# Fairwell...



## acejavelin (Jun 5, 2012)

Well, I am now 3 phones out from the Stratosphere, which I forced into by Verizon (long story for another thread) and tried to make the best of, but was unable to, I have since moved to a HTC Rezound (current), a brief stint with a HTC Aria (I needed something ASAP and it was all I had), and then back to the HTC Rezound, and I am finally leaving that to back to an Samsung, just on a different carrier.

Verizon has failed me and all of us too many times, increasing rates, getting rid of unlimited data in any way possible, hidden fees, slow updates, lies about upcoming software, moving back upgrade discounts, changing plans, etc... Now that my contract is up, I am moving on to an unlocked Samsung Galaxy S2 Skyrocket purchased new, sealed on eBay for $200 and using Net10 and their $50 Unlimited plan. When my son is off his contract in January, he will be moving to a prepaid BYOP as well, phone unknown, but with all the problems his Bionic has had it probably won't be a Motorola. Eventually I hope to get us both to whatever the current Nexus phone at the time.

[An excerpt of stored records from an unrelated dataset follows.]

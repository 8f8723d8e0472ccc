//! Store configuration
//!
//! Loaded from YAML; `MINISTRY_BASE_URL` and `MINISTRY_API_KEY` override the
//! file so keys never need to be committed.

use ministry_records::RecordKind;
use serde::{Deserialize, Serialize};
use std::path::{Path, PathBuf};
use std::time::Duration;

pub const ENV_BASE_URL: &str = "MINISTRY_BASE_URL";
pub const ENV_API_KEY: &str = "MINISTRY_API_KEY";

/// Configuration loading errors
#[derive(Debug, thiserror::Error)]
pub enum ConfigError {
    #[error("config file not found '{0}'")]
    NotFound(PathBuf),

    #[error("failed to read config '{path}': {source}")]
    Read {
        path: PathBuf,
        #[source]
        source: std::io::Error,
    },

    #[error("failed to parse config '{path}': {source}")]
    Parse {
        path: PathBuf,
        #[source]
        source: serde_yaml::Error,
    },

    #[error("missing setting: {0}")]
    Missing(&'static str),

    #[error("invalid base URL '{0}'")]
    InvalidBaseUrl(String),

    #[error("failed to build HTTP client: {0}")]
    HttpClient(String),
}

/// Backend table names per record kind
#[derive(Debug, Clone, PartialEq, Eq, Serialize, Deserialize)]
#[serde(default)]
pub struct TableNames {
    pub donations: String,
    pub partnerships: String,
    pub gallery: String,
}

impl Default for TableNames {
    fn default() -> Self {
        Self {
            donations: "donations".to_string(),
            partnerships: "partnership_requests".to_string(),
            gallery: "gallery_images".to_string(),
        }
    }
}

impl TableNames {
    #[must_use]
    pub fn for_kind(&self, kind: RecordKind) -> &str {
        match kind {
            RecordKind::Donation => &self.donations,
            RecordKind::Partnership => &self.partnerships,
            RecordKind::Gallery => &self.gallery,
        }
    }
}

fn default_timeout_secs() -> u64 {
    10
}

/// Connection settings for the hosted backend
#[derive(Debug, Clone, PartialEq, Eq, Serialize, Deserialize)]
pub struct StoreConfig {
    #[serde(default)]
    pub base_url: String,
    #[serde(default)]
    pub api_key: String,
    #[serde(default = "default_timeout_secs")]
    pub timeout_secs: u64,
    #[serde(default)]
    pub tables: TableNames,
}

impl Default for StoreConfig {
    fn default() -> Self {
        Self {
            base_url: String::new(),
            api_key: String::new(),
            timeout_secs: default_timeout_secs(),
            tables: TableNames::default(),
        }
    }
}

impl StoreConfig {
    /// Parse YAML text
    ///
    /// # Errors
    /// `ConfigError::Parse` on malformed YAML.
    pub fn from_yaml(text: &str, origin: &Path) -> Result<Self, ConfigError> {
        serde_yaml::from_str(text).map_err(|source| ConfigError::Parse {
            path: origin.to_path_buf(),
            source,
        })
    }

    /// Load a config file, apply environment overrides and validate
    ///
    /// With `allow_missing`, an absent file yields defaults (environment
    /// variables may still supply everything).
    ///
    /// # Errors
    /// Read/parse failures and missing or invalid settings.
    pub fn load(path: &Path, allow_missing: bool) -> Result<Self, ConfigError> {
        let mut config = match std::fs::read_to_string(path) {
            Ok(contents) => Self::from_yaml(&contents, path)?,
            Err(e) if e.kind() == std::io::ErrorKind::NotFound && allow_missing => {
                Self::default()
            }
            Err(e) if e.kind() == std::io::ErrorKind::NotFound => {
                return Err(ConfigError::NotFound(path.to_path_buf()));
            }
            Err(source) => {
                return Err(ConfigError::Read {
                    path: path.to_path_buf(),
                    source,
                })
            }
        };
        config.apply_overrides(|name| std::env::var(name).ok());
        config.validate()?;
        Ok(config)
    }

    /// Replace file values with non-empty values from `lookup`
    pub fn apply_overrides(&mut self, lookup: impl Fn(&str) -> Option<String>) {
        if let Some(url) = lookup(ENV_BASE_URL).filter(|v| !v.trim().is_empty()) {
            self.base_url = url;
        }
        if let Some(key) = lookup(ENV_API_KEY).filter(|v| !v.trim().is_empty()) {
            self.api_key = key;
        }
    }

    /// # Errors
    /// `ConfigError::Missing` or `ConfigError::InvalidBaseUrl`.
    pub fn validate(&self) -> Result<(), ConfigError> {
        let url = self.base_url.trim();
        if url.is_empty() {
            return Err(ConfigError::Missing("base_url"));
        }
        if !(url.starts_with("https://") || url.starts_with("http://")) {
            return Err(ConfigError::InvalidBaseUrl(url.to_string()));
        }
        if self.api_key.trim().is_empty() {
            return Err(ConfigError::Missing("api_key"));
        }
        Ok(())
    }

    #[inline]
    #[must_use]
    pub fn timeout(&self) -> Duration {
        Duration::from_secs(self.timeout_secs.max(1))
    }

    /// Collection endpoint for a record kind
    #[must_use]
    pub fn collection_url(&self, kind: RecordKind) -> String {
        format!(
            "{}/rest/v1/{}",
            self.base_url.trim().trim_end_matches('/'),
            self.tables.for_kind(kind)
        )
    }
}

/// Default config file location (`~/.ministry-console/config.yml`)
#[must_use]
pub fn default_config_path() -> Option<PathBuf> {
    let home = std::env::var_os("HOME").or_else(|| std::env::var_os("USERPROFILE"))?;
    Some(PathBuf::from(home).join(".ministry-console").join("config.yml"))
}

#[cfg(test)]
mod tests {
    use super::*;
    use pretty_assertions::assert_eq;
    use std::io::Write;

    #[test]
    fn loads_yaml_with_defaults() {
        let mut file = tempfile::NamedTempFile::new().unwrap();
        writeln!(
            file,
            "base_url: https://abc.example.co/\napi_key: anon-key\ntables:\n  gallery: photos"
        )
        .unwrap();

        let config = StoreConfig::load(file.path(), false).unwrap();
        assert_eq!(config.timeout_secs, 10);
        assert_eq!(config.tables.gallery, "photos");
        assert_eq!(config.tables.partnerships, "partnership_requests");
        assert_eq!(
            config.collection_url(RecordKind::Gallery),
            "https://abc.example.co/rest/v1/photos"
        );
    }

    #[test]
    fn missing_file_is_an_error_unless_allowed() {
        let dir = tempfile::tempdir().unwrap();
        let path = dir.path().join("absent.yml");
        assert!(matches!(
            StoreConfig::load(&path, false),
            Err(ConfigError::NotFound(_))
        ));
    }

    #[test]
    fn environment_overrides_file_values() {
        let mut config = StoreConfig {
            base_url: "https://file.example.co".to_string(),
            api_key: "file-key".to_string(),
            ..StoreConfig::default()
        };
        config.apply_overrides(|name| match name {
            ENV_API_KEY => Some("env-key".to_string()),
            ENV_BASE_URL => Some(String::new()),
            _ => None,
        });
        assert_eq!(config.api_key, "env-key");
        assert_eq!(config.base_url, "https://file.example.co");
    }

    #[test]
    fn validation_requires_url_and_key() {
        let mut config = StoreConfig::default();
        assert!(matches!(config.validate(), Err(ConfigError::Missing("base_url"))));
        config.base_url = "abc.example.co".to_string();
        assert!(matches!(config.validate(), Err(ConfigError::InvalidBaseUrl(_))));
        config.base_url = "https://abc.example.co".to_string();
        assert!(matches!(config.validate(), Err(ConfigError::Missing("api_key"))));
    }

    #[test]
    fn malformed_yaml_reports_path() {
        let err = StoreConfig::from_yaml("timeout_secs: [", Path::new("bad.yml")).unwrap_err();
        assert!(err.to_string().contains("bad.yml"));
    }
}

Anyway, thanks to all the great users and developers here, it was fun and playing with the Stratosphere was a blast, even though the phone failed me too many times. I want to say Dwitherell, _bag_, knightcrusader, DC13, adjg533, RHCP, and host of others I am sure I am forgetting, thanks for all the help and support, and allowing me to test various kernels, ROMs, tricks, tweaks, and stuff, it was fun hanging out here and helping everyone.

I am just too far removed from the Strat now, three factory upgrades have come and gone, and I am just not useful here anymore. I hope everyone gets the best out of their Stratosphere, and the development continues, and everyone finds their own Andorid phone "sweet spot" device.

I will likely not be checking this forum on a regular basis anymore, although I will come back a couple times over the next week just to see the replies to this thread. If you want to find me, look in any of the major Android sites in the Samsung Galaxy S2 Skyrocket or HTC Rezound forums as I will be using those devices exclusively for at least the next year.


----------



## dwitherell (Jul 23, 2011)

Glad to have had you around when we did 

I know my own presence here has become rather limited as well - and for similar reasons to your own (T-Mobile now lol). There are a few diehards still around (Furcht is one that has been carrying the torch a bit as of late, and with that there seem to be some renewed interests in things like making themes and what not), but your presence will be missed 

Thanks for always being around and lending a hand!


----------